Your instructions:
Your reply should consist of one number: how many lines below contain "query".

Recorded data:

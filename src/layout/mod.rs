use std::str::FromStr;

/// Outer page margin, also the clearance used by the centering rule.
pub const MARGIN_MM: f32 = 10.0;
/// Inset of the decorative border from the page edges.
pub const BORDER_INSET_MM: f32 = 5.0;
pub const BORDER_LINE_PT: f32 = 1.2;
/// Border stroke color (label blue), RGB in 0..1.
pub const BORDER_COLOR: (f32, f32, f32) = (0.10, 0.21, 0.48);

/// Baseline of the bold title line, measured from the top of the page.
pub const TITLE_TOP_MM: f32 = 18.0;
pub const TITLE_SIZE_PT: f32 = 16.0;
/// Gap between the title baseline and the first body line.
pub const TITLE_GAP_MM: f32 = 8.0;

pub const BODY_SIZE_PT: f32 = 11.0;
pub const LINE_HEIGHT_MM: f32 = 6.0;
/// Column width of the wrapped body text block.
pub const BODY_WRAP_COLS: usize = 48;

pub const QR_SIZE_MM: f32 = 40.0;
pub const LOGO_WIDTH_MM: f32 = 18.0;
pub const LOGO_HEIGHT_MM: f32 = 12.0;
pub const LOGO_TOP_MM: f32 = 7.0;

/// Supported page formats.
#[derive(Debug, Clone, Copy, PartialEq, Eq)]
pub enum PageSize {
    A4,
    A5,
}

impl PageSize {
    fn portrait_mm(self) -> (f32, f32) {
        match self {
            PageSize::A4 => (210.0, 297.0),
            PageSize::A5 => (148.0, 210.0),
        }
    }
}

impl FromStr for PageSize {
    type Err = String;

    fn from_str(value: &str) -> Result<Self, Self::Err> {
        match value.to_ascii_lowercase().as_str() {
            "a4" => Ok(PageSize::A4),
            "a5" => Ok(PageSize::A5),
            other => Err(format!("unknown page size '{other}' (expected a4 or a5)")),
        }
    }
}

#[derive(Debug, Clone, Copy, PartialEq, Eq)]
pub enum Orientation {
    Portrait,
    Landscape,
}

impl FromStr for Orientation {
    type Err = String;

    fn from_str(value: &str) -> Result<Self, Self::Err> {
        match value.to_ascii_lowercase().as_str() {
            "portrait" | "p" => Ok(Orientation::Portrait),
            "landscape" | "l" => Ok(Orientation::Landscape),
            other => Err(format!(
                "unknown orientation '{other}' (expected portrait or landscape)"
            )),
        }
    }
}

/// Resolved page dimensions in millimeters.
#[derive(Debug, Clone, Copy)]
pub struct Geometry {
    pub width_mm: f32,
    pub height_mm: f32,
}

impl Geometry {
    pub fn new(size: PageSize, orientation: Orientation) -> Self {
        let (w, h) = size.portrait_mm();
        match orientation {
            Orientation::Portrait => Self {
                width_mm: w,
                height_mm: h,
            },
            Orientation::Landscape => Self {
                width_mm: h,
                height_mm: w,
            },
        }
    }

    /// The label content lives in the upper half of the page.
    pub fn half_height_mm(&self) -> f32 {
        self.height_mm / 2.0
    }
}

/// Vertical cursor for one page, measured in millimeters from the top.
/// Threaded explicitly through the layout steps so each step's effect on
/// the cursor is visible at the call site.
#[derive(Debug, Clone, Copy)]
pub struct PageLayoutState {
    cursor_mm: f32,
}

impl PageLayoutState {
    pub fn new(start_mm: f32) -> Self {
        Self { cursor_mm: start_mm }
    }

    pub fn position(&self) -> f32 {
        self.cursor_mm
    }

    pub fn advance(&mut self, delta_mm: f32) {
        self.cursor_mm += delta_mm;
    }

    /// Center the trailing metadata block in the unused lower part of the
    /// label area: advance by half the remaining space when there is any.
    /// Returns the remaining space that was measured.
    pub fn center_in_leftover(&mut self, half_height_mm: f32, margin_mm: f32) -> f32 {
        let remaining = half_height_mm - self.cursor_mm - margin_mm;
        if remaining > 0.0 {
            self.cursor_mm += remaining / 2.0;
        }
        remaining
    }
}

/// Word-wrap `text` at approximately `width` columns. Words longer than
/// the width occupy a line of their own.
pub fn wrap_text(text: &str, width: usize) -> Vec<String> {
    let mut lines = Vec::new();
    let mut line = String::new();

    for word in text.split_whitespace() {
        if !line.is_empty() && line.len() + word.len() + 1 > width {
            lines.push(std::mem::take(&mut line));
        }
        if !line.is_empty() {
            line.push(' ');
        }
        line.push_str(word);
    }
    if !line.is_empty() {
        lines.push(line);
    }

    lines
}

#[cfg(test)]
mod tests {
    use super::*;

    #[test]
    fn test_geometry_landscape_swaps_dimensions() {
        let geometry = Geometry::new(PageSize::A5, Orientation::Landscape);
        assert_eq!(geometry.width_mm, 210.0);
        assert_eq!(geometry.height_mm, 148.0);
        assert_eq!(geometry.half_height_mm(), 74.0);
    }

    #[test]
    fn test_page_size_parses_case_insensitively() {
        assert_eq!("A4".parse::<PageSize>().unwrap(), PageSize::A4);
        assert_eq!("l".parse::<Orientation>().unwrap(), Orientation::Landscape);
        assert!("letter".parse::<PageSize>().is_err());
    }

    #[test]
    fn test_center_in_leftover_advances_half_the_remaining_space() {
        let mut state = PageLayoutState::new(40.0);
        let remaining = state.center_in_leftover(74.0, 10.0);
        assert_eq!(remaining, 24.0);
        assert_eq!(state.position(), 52.0);
    }

    #[test]
    fn test_center_in_leftover_never_moves_backwards() {
        let mut state = PageLayoutState::new(70.0);
        let remaining = state.center_in_leftover(74.0, 10.0);
        assert!(remaining < 0.0);
        assert_eq!(state.position(), 70.0);
    }

    #[test]
    fn test_wrap_text_keeps_lines_within_width() {
        let text = "pallets of mixed hardware delivered to the north dock for assembly";
        let lines = wrap_text(text, 20);
        assert!(lines.len() > 1);
        for line in &lines {
            assert!(line.len() <= 20, "line too long: {line}");
        }
    }

    #[test]
    fn test_wrap_text_handles_long_words_and_empty_input() {
        let lines = wrap_text("antidisestablishmentarianism", 10);
        assert_eq!(lines, vec!["antidisestablishmentarianism".to_string()]);
        assert!(wrap_text("   ", 10).is_empty());
    }
}
use crate::error::ConfigError;
use crate::models::DEFAULT_BASE_URL;
use std::env;
use std::time::Duration;

/// Per-stage request timeouts.
#[derive(Debug, Clone, Copy, PartialEq, Eq)]
pub struct StageTimeouts {
    pub health: Duration,
    pub keywords: Duration,
    pub parameters: Duration,
    /// Used for the single retry after `parameters` timed out.
    pub parameters_retry: Duration,
    pub query: Duration,
    pub history: Duration,
}

impl Default for StageTimeouts {
    fn default() -> Self {
        Self {
            health: Duration::from_secs(30),
            keywords: Duration::from_secs(30),
            parameters: Duration::from_secs(60),
            parameters_retry: Duration::from_secs(240),
            query: Duration::from_secs(240),
            history: Duration::from_secs(30),
        }
    }
}

#[derive(Debug, Clone)]
pub struct ClientConfig {
    pub base_url: String,
    pub timeouts: StageTimeouts,
}

impl ClientConfig {
    /// Loads `.env` if present, then reads the environment.
    pub fn load() -> Result<Self, ConfigError> {
        dotenv::dotenv().ok();
        Self::from_lookup(|key| env::var(key).ok())
    }

    fn from_lookup<F>(lookup: F) -> Result<Self, ConfigError>
    where
        F: Fn(&str) -> Option<String>,
    {
        let defaults = StageTimeouts::default();
        let secs = |key: &'static str, default: Duration| -> Result<Duration, ConfigError> {
            match lookup(key) {
                None => Ok(default),
                Some(value) => value
                    .trim()
                    .parse::<u64>()
                    .map(Duration::from_secs)
                    .map_err(|_| ConfigError::Timeout { key, value }),
            }
        };

        let timeouts = StageTimeouts {
            health: secs("RAG_HEALTH_TIMEOUT_SECS", defaults.health)?,
            keywords: secs("RAG_KEYWORDS_TIMEOUT_SECS", defaults.keywords)?,
            parameters: secs("RAG_PARAMETERS_TIMEOUT_SECS", defaults.parameters)?,
            parameters_retry: secs(
                "RAG_PARAMETERS_RETRY_TIMEOUT_SECS",
                defaults.parameters_retry,
            )?,
            query: secs("RAG_QUERY_TIMEOUT_SECS", defaults.query)?,
            history: secs("RAG_HISTORY_TIMEOUT_SECS", defaults.history)?,
        };

        Ok(Self {
            base_url: lookup("RAG_BASE_URL").unwrap_or_else(|| DEFAULT_BASE_URL.to_string()),
            timeouts,
        })
    }
}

Expected output:
3